Activity:
Using the data below, show every line where the word "DbError" occurs.

Saved entries:
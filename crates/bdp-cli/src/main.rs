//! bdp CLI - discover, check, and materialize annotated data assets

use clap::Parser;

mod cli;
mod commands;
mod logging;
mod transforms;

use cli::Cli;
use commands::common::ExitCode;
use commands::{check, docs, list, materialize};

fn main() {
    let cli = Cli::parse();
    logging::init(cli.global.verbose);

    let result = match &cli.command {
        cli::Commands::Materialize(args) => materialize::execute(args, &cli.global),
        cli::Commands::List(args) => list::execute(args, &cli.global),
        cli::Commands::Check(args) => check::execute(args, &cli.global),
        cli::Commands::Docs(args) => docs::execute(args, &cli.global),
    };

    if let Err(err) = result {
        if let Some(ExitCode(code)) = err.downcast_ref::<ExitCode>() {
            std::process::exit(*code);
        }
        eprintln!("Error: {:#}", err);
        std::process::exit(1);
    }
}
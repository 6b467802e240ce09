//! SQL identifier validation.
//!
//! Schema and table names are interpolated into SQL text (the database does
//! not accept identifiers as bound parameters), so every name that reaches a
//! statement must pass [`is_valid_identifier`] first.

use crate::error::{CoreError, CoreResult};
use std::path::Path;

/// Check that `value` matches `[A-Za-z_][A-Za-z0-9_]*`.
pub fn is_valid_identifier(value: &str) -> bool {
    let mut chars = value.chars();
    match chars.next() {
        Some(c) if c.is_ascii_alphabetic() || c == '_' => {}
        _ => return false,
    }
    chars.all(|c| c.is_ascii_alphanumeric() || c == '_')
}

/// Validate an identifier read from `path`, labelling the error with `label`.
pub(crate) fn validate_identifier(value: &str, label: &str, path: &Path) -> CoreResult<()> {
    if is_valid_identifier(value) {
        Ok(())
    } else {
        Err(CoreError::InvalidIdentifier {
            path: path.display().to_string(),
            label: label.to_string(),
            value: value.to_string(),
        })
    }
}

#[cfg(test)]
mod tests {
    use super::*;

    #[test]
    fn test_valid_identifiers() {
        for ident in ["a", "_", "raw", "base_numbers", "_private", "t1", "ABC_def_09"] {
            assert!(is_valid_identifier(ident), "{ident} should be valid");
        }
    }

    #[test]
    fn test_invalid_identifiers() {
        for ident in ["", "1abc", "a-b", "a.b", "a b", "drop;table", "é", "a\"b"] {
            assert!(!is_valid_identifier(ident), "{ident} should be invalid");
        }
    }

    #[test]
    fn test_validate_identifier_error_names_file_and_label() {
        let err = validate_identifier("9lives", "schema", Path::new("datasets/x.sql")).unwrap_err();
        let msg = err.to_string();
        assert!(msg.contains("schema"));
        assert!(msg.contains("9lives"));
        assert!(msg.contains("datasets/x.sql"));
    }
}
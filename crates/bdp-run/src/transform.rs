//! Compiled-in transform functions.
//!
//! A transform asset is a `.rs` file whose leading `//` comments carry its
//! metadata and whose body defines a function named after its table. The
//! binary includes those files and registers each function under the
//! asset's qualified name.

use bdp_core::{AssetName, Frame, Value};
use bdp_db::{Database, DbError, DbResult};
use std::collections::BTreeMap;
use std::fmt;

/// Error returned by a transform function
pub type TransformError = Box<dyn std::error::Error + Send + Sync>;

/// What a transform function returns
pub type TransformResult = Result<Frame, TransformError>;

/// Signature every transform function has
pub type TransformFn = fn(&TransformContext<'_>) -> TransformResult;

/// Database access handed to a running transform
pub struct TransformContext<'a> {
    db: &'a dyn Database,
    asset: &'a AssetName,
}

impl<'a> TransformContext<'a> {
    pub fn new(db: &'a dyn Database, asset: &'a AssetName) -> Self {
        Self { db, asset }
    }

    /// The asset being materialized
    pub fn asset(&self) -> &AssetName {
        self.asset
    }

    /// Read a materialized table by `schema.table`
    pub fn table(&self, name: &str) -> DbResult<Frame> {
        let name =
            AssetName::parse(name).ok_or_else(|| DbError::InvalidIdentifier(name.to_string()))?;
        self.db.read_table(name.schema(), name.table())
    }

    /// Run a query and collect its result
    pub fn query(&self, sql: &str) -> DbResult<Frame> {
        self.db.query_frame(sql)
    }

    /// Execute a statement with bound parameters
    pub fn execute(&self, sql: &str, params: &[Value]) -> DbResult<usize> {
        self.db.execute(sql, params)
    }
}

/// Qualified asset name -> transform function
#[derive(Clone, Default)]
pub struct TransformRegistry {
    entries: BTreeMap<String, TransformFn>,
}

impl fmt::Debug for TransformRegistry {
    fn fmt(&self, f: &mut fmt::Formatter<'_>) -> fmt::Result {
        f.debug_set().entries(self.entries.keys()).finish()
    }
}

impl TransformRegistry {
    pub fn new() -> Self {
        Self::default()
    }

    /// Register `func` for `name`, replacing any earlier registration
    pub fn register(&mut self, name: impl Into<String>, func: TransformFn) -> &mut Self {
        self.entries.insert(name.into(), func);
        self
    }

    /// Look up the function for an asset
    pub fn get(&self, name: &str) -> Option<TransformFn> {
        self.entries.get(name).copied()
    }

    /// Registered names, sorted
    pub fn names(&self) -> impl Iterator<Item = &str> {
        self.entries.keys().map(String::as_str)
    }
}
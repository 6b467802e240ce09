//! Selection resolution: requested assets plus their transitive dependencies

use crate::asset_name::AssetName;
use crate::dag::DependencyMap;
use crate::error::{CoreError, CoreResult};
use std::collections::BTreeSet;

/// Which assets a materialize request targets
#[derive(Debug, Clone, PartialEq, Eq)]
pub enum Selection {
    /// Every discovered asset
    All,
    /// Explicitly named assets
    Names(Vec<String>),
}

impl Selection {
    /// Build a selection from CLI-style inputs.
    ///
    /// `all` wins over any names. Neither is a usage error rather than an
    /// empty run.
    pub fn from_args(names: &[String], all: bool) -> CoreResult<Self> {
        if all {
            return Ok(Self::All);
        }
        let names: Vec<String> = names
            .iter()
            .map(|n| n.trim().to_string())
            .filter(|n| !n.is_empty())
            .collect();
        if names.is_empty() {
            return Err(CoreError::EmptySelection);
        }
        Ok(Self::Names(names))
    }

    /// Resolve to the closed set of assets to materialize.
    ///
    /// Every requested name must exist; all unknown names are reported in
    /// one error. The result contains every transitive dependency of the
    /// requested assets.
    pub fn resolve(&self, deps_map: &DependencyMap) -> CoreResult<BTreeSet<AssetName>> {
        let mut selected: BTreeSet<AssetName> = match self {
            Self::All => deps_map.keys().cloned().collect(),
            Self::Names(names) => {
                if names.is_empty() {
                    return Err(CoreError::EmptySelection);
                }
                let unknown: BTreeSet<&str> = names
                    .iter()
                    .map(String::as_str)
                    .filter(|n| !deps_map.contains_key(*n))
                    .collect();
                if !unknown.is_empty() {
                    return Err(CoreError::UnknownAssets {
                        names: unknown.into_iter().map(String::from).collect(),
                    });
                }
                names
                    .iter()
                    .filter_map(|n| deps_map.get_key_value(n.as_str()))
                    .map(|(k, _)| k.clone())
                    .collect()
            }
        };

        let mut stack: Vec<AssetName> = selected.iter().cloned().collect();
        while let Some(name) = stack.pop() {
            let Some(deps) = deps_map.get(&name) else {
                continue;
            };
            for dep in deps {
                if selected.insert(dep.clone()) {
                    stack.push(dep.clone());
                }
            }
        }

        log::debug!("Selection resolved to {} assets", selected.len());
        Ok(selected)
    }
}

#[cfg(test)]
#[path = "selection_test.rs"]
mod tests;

Written solution:
use bdp_db::{Database, DbError, DbResult};
            AssetName::parse(name).ok_or_else(|| DbError::InvalidIdentifier(name.to_string()))?;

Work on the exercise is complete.